I think about her often, usually lovingly, but at times I also curse. It’s the stuff. There’s so much of it. Superannuation records, tax files, appointment diaries. Every card I ever made her. It looks like every drawing my son did, too, even those wild toddler scribbles and scrawls. She kept everything. Only last week I got into a box that contained things like certificates for cholera vaccination in 1952 and though I’m not the despairing kind, I…well, at times it’s tempting to chuck a whole box of these relics into the bin and be done with it.

I’m not sure of her motives. Did she perhaps intend to write a memoir or an autobiography? Mum, amongst other things, trained as a librarian; she was quite the archivist, and there is plenty of well-ordered material on her and my father’s lives and careers.  Perhaps she hoped I’d take it on. Yes, it’s a possibility.

But I am a fiction writer. Just the thought of the truth, the whole truth and nothing but the truth brings me out in hives. It isn’t the burden of research; I love research, and did heaps of it for the three Verity books, and heaps of it, again, for How Bright Are All Things Here. It’s just that my bent is for imagination. Not necessarily invention, for making up novelties, completely new things. My attempt at a fantasy novel taught me that I’m a realistic novelist, and that even if I include supernatural elements (as in Verity) I like to have the plumbing and public transport sorted. What I love most is to imagine myself into facts.

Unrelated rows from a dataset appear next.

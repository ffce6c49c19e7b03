//! Line clearing and the row cascade that follows it
//!
//! A clear pass zeroes every full row in place and releases the cleared cells
//! from the registry. The emptied rows stay on the board as gaps; the
//! [`Cascade`] then closes one gap per tick, lowest first, by shifting every
//! row above it down one row.

use arrayvec::ArrayVec;

use crate::registry::Registry;
use crate::types::BOARD_HEIGHT;
use crate::Board;

/// Rows cleared by one pass, top to bottom.
pub type ClearedRows = ArrayVec<u8, { BOARD_HEIGHT as usize }>;

/// Zero every full row and release its cells from the registry.
pub fn clear_full_rows(board: &mut Board, registry: &mut Registry) -> ClearedRows {
    let mut cleared = ClearedRows::new();
    for row in 0..BOARD_HEIGHT as usize {
        if !board.is_row_full(row) {
            continue;
        }
        for owner in board.clear_row(row) {
            registry.release_cell(owner);
        }
        cleared.push(row as u8);
    }
    cleared
}

/// Pending gaps left by a clear pass.
#[derive(Debug, Clone, Default, PartialEq, Eq)]
pub struct Cascade {
    /// Gap rows, kept sorted top to bottom
    gaps: ClearedRows,
}

impl Cascade {
    pub fn new() -> Self {
        Self::default()
    }

    /// Queue the rows of a clear pass as gaps to close.
    pub fn begin(&mut self, rows: &[u8]) {
        for &row in rows {
            if !self.gaps.contains(&row) && self.gaps.try_push(row).is_err() {
                break;
            }
        }
        self.gaps.sort_unstable();
    }

    /// Close the lowest gap. Returns the gaps still pending.
    pub fn close_one(&mut self, board: &mut Board) -> usize {
        let Some(lowest) = self.gaps.pop() else {
            return 0;
        };
        board.shift_down_above(lowest as usize);
        // Every remaining gap sits above the shifted region
        for gap in &mut self.gaps {
            *gap += 1;
        }
        self.gaps.len()
    }

    /// Number of shift ticks still pending.
    pub fn pending(&self) -> usize {
        self.gaps.len()
    }

    pub fn is_idle(&self) -> bool {
        self.gaps.is_empty()
    }

    pub fn gaps(&self) -> &[u8] {
        &self.gaps
    }
}
//! Terminal "game renderer".
//!
//! A small, game-oriented rendering layer: the view draws a snapshot into a
//! framebuffer, the renderer flushes that framebuffer to the terminal.
//! No widget toolkit is involved.
//!
//! - [`fb`]: styled character framebuffer
//! - [`palette`]: display colour per piece identifier
//! - [`game_view`]: snapshot to framebuffer (pure)
//! - [`renderer`]: framebuffer to crossterm, diff based

pub mod fb;
pub mod game_view;
pub mod palette;
pub mod renderer;

pub use stackfall_core as core;
pub use stackfall_types as types;

pub use fb::{Cell, CellStyle, FrameBuffer, Rgb};
pub use game_view::{GameView, Viewport};
pub use palette::{Palette, COLORS};
pub use renderer::{encode_diff_into, encode_full_into, TerminalRenderer};
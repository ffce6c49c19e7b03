//! Terminal input (engine-facing).
//!
//! Independent of any UI framework: maps `crossterm` key events into
//! [`crate::types::Command`] values and provides a key-repeat handler that
//! also works in terminals without key-release events.

pub mod handler;
pub mod map;

pub use stackfall_types as types;

pub use handler::RepeatHandler;
pub use map::{map_control, map_key, should_quit, Control};
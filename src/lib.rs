//! stackfall (workspace facade crate).
//!
//! Re-exports the workspace crates as `stackfall::{core,input,term,types}` and
//! holds the runner configuration used by the binary.

pub mod config;

pub use stackfall_core as core;
pub use stackfall_input as input;
pub use stackfall_term as term;
pub use stackfall_types as types;

pub use config::Config;
//! Piece movement - gravity steps and horizontal shifts
//!
//! Moves are validated before anything is written, so a refused move leaves
//! the board untouched.

use crate::collision;
use crate::locator::{self, Cursor};
use crate::types::{Direction, PieceId, EMPTY, PIECE_SPAN};
use crate::Board;

/// Move `id` down one row.
///
/// Each column's run of cells is shifted bottom-first. When `id` is the
/// falling piece its cursor follows (anchor, pivot and descent count).
/// Returns false, changing nothing, when the piece is missing or blocked.
pub fn step_down(board: &mut Board, id: PieceId, cursor: &mut Option<Cursor>) -> bool {
    let Some(anchor) = locator::anchor_of(board, id, cursor.as_ref()) else {
        return false;
    };
    if collision::collides_below(board, id, anchor) {
        return false;
    }

    for col in anchor.col..anchor.col + PIECE_SPAN {
        let Some(bottom) = locator::column_bottom(board, id, col, anchor.row) else {
            continue;
        };
        let top = locator::run_top(board, id, col, bottom);
        board.set(bottom + 1, col, id);
        board.set(top, col, EMPTY);
    }

    if let Some(cur) = cursor.as_mut().filter(|c| c.id == id) {
        cur.translate(1, 0);
        cur.descended += 1;
    }
    true
}

/// Move the falling piece one column towards `dir`.
///
/// No-op returning false when a wall or another piece is in the way.
pub fn step_side(board: &mut Board, cursor: &mut Cursor, dir: Direction) -> bool {
    let id = cursor.id;
    if collision::collides_side(board, id, cursor.anchor, dir) {
        return false;
    }

    let step = dir.delta();
    let mut cells = locator::piece_cells(board, id, cursor.anchor);
    // Leading edge first so no cell lands on one not yet moved
    cells.sort_unstable_by_key(|p| -(p.col * step));

    for cell in &cells {
        board.set(cell.row, cell.col + step, id);
        board.set(cell.row, cell.col, EMPTY);
    }

    cursor.translate(0, step);
    true
}
//! Runner configuration from `STACKFALL_*` environment variables.
//!
//! Unset or unparsable values fall back to the defaults.

use crate::types::TICK_MS;

/// Runner configuration
#[derive(Debug, Clone, PartialEq, Eq)]
pub struct Config {
    /// Seed for the engine RNG (shape bag and spawn column)
    pub seed: u32,
    /// Wall-clock length of one engine tick
    pub tick_ms: u32,
    /// Print the board as text instead of drawing the terminal UI
    pub headless: bool,
    /// Headless runs stop after this many ticks; 0 runs until game over
    pub max_ticks: u64,
}

impl Default for Config {
    fn default() -> Self {
        Self {
            seed: 1,
            tick_ms: TICK_MS,
            headless: false,
            max_ticks: 0,
        }
    }
}

impl Config {
    /// Create from environment variables
    pub fn from_env() -> Self {
        Self::from_lookup(|key| std::env::var(key).ok())
    }

    /// Create from any key lookup (the environment, or a map in tests).
    pub fn from_lookup(lookup: impl Fn(&str) -> Option<String>) -> Self {
        let defaults = Self::default();

        let seed = lookup("STACKFALL_SEED")
            .and_then(|s| s.trim().parse().ok())
            .unwrap_or(defaults.seed);
        let tick_ms = lookup("STACKFALL_TICK_MS")
            .and_then(|s| s.trim().parse().ok())
            .filter(|&ms: &u32| ms > 0)
            .unwrap_or(defaults.tick_ms);
        let headless = lookup("STACKFALL_HEADLESS")
            .map(|v| {
                let v = v.trim();
                v == "1" || v.eq_ignore_ascii_case("true")
            })
            .unwrap_or(defaults.headless);
        let max_ticks = lookup("STACKFALL_MAX_TICKS")
            .and_then(|s| s.trim().parse().ok())
            .unwrap_or(defaults.max_ticks);

        Self {
            seed,
            tick_ms,
            headless,
            max_ticks,
        }
    }
}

Underneath the mass of material – the facts –  my mother left, is a mystery. I knew her, of course, as my mother growing up and as the one I cared for as she aged. But before she and my father were my parents, they were themselves. Their young selves, newly married, exploring Europe, seeing such sights as two young Australians had only read about or seen in books or films. Realising how much I myself had changed from my twenties to my fifties – I was almost a different person! – I began to wonder, who were they? And I knew, that though there were hints and signs in that mass of archived material, I’d never really know.

And perhaps it’s not for me to know, anyway. In How Bright Are All Things Here, I wanted to get at a truth that I think – I hope – is an important one. It’s certainly one that has preoccupied me for a long time. It’s not original, it’s not earth-shattering, but it’s this  –  you can never truly know anyone, even the ones you are closest to, even the ones that you love. It’s the mystery of other people. Perhaps that’s what many – most – books are about, anyway.